**How to complete this task:**
From the records below, take each line where the string "reason" shows up and copy it.

### Study material ###

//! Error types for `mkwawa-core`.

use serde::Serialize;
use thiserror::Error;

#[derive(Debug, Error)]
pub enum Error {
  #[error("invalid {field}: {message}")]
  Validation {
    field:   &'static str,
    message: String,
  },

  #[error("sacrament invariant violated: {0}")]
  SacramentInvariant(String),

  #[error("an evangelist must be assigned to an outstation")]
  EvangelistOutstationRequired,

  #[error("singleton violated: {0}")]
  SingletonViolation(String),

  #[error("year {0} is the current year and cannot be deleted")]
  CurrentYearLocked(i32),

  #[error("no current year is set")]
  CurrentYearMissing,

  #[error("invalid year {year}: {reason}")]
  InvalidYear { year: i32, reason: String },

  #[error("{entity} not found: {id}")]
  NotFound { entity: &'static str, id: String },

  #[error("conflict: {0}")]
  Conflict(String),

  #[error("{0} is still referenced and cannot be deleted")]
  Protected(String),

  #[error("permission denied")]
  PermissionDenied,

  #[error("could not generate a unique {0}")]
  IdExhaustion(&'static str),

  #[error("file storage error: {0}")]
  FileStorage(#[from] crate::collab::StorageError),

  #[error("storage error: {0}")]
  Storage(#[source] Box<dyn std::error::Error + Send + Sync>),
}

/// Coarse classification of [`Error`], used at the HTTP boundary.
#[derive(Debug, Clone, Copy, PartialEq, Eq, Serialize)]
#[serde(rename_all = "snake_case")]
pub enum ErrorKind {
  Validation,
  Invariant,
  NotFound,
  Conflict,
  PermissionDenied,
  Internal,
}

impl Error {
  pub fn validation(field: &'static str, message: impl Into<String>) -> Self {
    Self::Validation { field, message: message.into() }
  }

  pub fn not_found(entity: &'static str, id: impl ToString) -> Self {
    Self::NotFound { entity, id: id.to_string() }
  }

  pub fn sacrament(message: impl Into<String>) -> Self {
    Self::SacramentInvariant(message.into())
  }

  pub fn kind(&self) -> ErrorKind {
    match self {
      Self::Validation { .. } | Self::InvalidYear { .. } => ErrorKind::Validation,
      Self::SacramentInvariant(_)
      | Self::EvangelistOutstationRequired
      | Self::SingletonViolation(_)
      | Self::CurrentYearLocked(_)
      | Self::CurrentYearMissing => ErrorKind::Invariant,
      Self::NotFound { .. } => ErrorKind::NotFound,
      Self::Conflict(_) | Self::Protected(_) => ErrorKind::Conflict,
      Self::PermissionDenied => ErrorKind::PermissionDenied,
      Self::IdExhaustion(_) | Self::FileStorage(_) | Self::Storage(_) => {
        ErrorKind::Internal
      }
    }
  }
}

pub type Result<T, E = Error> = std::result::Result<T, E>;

###
### Study material ###

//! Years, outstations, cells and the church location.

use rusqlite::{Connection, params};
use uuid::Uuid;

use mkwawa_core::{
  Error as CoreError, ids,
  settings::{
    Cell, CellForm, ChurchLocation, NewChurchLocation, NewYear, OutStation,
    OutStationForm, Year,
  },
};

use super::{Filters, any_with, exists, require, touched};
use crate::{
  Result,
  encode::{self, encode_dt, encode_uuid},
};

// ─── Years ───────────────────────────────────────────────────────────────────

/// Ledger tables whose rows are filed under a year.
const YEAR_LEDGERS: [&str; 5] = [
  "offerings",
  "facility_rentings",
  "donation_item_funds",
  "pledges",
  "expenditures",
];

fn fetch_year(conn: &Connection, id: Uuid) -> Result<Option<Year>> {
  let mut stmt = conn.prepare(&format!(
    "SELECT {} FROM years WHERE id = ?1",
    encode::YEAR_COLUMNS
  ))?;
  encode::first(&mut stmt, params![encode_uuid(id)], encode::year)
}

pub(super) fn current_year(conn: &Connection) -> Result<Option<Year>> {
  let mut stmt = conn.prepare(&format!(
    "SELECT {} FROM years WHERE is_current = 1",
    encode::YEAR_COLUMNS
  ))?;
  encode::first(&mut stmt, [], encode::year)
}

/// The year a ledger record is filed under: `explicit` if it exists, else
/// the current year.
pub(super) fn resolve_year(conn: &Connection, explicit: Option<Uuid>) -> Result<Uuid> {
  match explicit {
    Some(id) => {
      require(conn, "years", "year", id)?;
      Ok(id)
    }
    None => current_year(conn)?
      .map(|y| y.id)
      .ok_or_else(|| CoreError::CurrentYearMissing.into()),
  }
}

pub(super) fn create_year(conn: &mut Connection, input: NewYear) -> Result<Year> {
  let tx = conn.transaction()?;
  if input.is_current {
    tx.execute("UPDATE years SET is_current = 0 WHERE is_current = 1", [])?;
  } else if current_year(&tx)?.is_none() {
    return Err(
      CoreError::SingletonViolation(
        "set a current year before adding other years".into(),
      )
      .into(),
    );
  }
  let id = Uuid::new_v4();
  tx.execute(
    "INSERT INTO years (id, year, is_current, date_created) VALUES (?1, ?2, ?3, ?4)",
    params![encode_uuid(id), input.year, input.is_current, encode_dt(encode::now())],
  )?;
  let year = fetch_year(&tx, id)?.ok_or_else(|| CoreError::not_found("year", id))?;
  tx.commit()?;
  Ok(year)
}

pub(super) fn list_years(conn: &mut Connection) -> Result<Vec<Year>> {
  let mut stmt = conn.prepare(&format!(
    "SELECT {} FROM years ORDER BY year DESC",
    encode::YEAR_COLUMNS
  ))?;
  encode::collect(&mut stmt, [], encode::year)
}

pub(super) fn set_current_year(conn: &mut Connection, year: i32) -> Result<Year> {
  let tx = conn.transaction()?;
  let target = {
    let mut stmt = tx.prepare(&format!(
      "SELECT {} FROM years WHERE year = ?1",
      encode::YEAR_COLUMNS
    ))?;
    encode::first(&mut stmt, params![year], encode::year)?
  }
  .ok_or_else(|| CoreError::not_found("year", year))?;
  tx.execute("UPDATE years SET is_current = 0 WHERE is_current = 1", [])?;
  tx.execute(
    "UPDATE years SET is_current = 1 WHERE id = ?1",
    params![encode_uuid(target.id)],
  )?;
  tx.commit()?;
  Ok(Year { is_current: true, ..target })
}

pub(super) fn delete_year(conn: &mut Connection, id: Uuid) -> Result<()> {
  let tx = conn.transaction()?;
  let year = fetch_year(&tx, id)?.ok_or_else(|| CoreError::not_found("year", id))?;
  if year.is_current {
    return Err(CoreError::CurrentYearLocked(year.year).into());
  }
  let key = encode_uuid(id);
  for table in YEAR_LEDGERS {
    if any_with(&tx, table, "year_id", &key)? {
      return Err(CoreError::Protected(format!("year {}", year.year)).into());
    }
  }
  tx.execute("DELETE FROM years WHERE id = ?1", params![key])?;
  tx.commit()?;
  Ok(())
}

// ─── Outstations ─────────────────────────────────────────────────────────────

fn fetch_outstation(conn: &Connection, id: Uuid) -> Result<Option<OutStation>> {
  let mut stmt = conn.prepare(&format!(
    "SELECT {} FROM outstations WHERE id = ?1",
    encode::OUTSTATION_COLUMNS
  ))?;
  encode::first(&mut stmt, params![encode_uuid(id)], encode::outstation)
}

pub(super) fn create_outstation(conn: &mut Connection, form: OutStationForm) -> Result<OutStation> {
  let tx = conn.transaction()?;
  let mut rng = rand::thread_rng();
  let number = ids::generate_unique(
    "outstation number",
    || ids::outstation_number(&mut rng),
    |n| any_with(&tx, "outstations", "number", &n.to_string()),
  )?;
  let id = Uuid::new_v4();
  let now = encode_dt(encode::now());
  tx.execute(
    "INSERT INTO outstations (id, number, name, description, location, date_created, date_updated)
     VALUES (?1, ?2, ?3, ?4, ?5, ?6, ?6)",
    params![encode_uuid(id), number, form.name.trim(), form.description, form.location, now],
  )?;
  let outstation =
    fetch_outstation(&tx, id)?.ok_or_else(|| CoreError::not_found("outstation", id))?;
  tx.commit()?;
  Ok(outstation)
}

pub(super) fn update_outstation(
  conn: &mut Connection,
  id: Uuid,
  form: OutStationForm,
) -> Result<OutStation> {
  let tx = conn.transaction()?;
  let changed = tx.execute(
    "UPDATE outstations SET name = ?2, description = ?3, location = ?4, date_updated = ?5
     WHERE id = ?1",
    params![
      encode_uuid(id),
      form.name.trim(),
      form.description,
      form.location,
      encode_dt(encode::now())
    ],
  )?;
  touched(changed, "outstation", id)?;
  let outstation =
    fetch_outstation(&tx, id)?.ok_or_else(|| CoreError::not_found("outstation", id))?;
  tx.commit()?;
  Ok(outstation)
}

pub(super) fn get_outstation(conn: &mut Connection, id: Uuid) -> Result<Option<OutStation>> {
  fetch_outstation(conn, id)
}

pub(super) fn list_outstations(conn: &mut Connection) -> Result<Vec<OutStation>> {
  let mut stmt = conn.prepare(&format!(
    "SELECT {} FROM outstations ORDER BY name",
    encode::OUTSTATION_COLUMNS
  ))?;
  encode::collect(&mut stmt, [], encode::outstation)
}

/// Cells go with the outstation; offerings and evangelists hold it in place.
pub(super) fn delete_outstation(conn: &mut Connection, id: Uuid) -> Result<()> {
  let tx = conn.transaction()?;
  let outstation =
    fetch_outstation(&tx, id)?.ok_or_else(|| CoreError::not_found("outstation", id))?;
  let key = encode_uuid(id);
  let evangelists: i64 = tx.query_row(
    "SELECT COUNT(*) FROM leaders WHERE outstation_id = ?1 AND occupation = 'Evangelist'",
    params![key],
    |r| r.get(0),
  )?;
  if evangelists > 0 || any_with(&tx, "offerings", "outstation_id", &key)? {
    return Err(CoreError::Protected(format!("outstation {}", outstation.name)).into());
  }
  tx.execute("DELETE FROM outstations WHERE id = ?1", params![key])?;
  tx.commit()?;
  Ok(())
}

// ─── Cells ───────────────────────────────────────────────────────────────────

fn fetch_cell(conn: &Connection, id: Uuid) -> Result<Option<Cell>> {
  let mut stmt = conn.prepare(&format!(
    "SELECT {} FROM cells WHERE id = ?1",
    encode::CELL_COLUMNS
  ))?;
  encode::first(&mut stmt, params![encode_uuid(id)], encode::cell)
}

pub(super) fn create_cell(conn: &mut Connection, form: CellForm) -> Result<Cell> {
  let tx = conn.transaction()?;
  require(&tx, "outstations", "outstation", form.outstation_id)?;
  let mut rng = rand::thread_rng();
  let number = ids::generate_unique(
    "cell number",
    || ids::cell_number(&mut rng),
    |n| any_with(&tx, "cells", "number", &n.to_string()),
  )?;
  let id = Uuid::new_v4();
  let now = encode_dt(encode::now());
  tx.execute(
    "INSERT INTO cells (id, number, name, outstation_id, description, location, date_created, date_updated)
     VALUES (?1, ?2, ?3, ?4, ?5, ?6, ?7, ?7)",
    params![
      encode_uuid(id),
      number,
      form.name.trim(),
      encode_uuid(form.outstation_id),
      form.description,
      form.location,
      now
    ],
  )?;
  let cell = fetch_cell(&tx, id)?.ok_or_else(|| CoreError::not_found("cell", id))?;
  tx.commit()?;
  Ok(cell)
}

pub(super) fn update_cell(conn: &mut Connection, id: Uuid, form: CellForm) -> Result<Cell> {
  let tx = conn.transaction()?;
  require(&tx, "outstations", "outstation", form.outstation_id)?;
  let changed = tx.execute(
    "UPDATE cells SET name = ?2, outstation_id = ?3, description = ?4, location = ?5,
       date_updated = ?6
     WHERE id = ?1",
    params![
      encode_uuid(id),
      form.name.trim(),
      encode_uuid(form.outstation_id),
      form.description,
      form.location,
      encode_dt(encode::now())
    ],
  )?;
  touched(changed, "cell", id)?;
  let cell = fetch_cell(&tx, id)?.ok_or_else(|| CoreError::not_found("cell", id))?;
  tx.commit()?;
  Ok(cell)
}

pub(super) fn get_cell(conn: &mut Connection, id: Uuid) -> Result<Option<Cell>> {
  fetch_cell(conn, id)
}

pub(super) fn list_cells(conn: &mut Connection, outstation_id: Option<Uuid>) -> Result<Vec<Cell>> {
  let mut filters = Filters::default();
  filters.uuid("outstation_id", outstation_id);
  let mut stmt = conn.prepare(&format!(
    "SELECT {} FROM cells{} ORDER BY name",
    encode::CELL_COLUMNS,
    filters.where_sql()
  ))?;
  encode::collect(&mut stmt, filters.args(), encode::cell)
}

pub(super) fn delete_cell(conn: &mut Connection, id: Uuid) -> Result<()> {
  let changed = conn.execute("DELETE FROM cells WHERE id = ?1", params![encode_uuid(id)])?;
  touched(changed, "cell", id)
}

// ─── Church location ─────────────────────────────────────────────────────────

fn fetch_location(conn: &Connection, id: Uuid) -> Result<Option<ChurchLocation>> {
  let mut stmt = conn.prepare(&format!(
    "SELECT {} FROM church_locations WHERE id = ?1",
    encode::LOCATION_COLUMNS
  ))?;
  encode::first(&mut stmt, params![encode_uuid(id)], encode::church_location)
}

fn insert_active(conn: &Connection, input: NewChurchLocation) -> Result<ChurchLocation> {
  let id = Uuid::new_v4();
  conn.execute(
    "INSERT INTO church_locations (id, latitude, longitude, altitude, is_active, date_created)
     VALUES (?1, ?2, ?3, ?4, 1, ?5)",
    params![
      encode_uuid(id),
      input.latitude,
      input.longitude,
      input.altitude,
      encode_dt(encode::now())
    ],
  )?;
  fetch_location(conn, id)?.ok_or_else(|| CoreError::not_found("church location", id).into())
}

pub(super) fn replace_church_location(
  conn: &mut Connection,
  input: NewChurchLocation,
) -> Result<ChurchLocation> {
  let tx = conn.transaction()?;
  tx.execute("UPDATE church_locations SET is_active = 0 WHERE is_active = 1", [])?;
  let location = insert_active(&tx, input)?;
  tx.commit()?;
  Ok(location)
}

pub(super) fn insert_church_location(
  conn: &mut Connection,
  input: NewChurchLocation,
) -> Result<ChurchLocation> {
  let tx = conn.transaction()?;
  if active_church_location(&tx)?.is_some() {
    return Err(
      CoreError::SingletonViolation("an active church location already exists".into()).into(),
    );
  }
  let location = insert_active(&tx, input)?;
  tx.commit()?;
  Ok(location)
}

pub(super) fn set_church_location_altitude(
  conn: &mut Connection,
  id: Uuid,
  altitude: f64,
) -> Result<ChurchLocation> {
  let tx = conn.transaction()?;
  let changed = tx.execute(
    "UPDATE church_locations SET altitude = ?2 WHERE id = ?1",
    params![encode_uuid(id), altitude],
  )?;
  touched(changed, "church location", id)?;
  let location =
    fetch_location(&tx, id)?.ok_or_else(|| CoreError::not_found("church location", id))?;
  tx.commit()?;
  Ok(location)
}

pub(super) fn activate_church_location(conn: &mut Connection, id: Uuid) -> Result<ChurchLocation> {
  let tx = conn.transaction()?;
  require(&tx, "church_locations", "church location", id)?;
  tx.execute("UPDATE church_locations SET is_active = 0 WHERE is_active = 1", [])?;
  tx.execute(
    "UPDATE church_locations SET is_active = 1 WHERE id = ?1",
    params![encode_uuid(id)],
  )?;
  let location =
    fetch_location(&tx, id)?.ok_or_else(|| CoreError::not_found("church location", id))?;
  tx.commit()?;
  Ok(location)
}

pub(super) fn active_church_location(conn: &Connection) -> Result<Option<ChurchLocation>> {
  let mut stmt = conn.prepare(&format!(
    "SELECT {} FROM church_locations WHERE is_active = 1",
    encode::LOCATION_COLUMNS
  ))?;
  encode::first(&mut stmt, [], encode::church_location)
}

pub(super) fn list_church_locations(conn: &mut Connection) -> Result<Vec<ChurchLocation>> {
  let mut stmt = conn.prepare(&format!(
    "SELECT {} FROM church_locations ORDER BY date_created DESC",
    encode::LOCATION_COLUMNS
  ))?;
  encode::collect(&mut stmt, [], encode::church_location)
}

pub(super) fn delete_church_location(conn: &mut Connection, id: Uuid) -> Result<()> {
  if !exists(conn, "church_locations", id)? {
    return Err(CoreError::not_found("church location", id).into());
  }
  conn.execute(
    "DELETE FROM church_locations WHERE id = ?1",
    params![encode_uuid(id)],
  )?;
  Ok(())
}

###

**Response box:**
  #[error("invalid year {year}: {reason}")]
  InvalidYear { year: i32, reason: String },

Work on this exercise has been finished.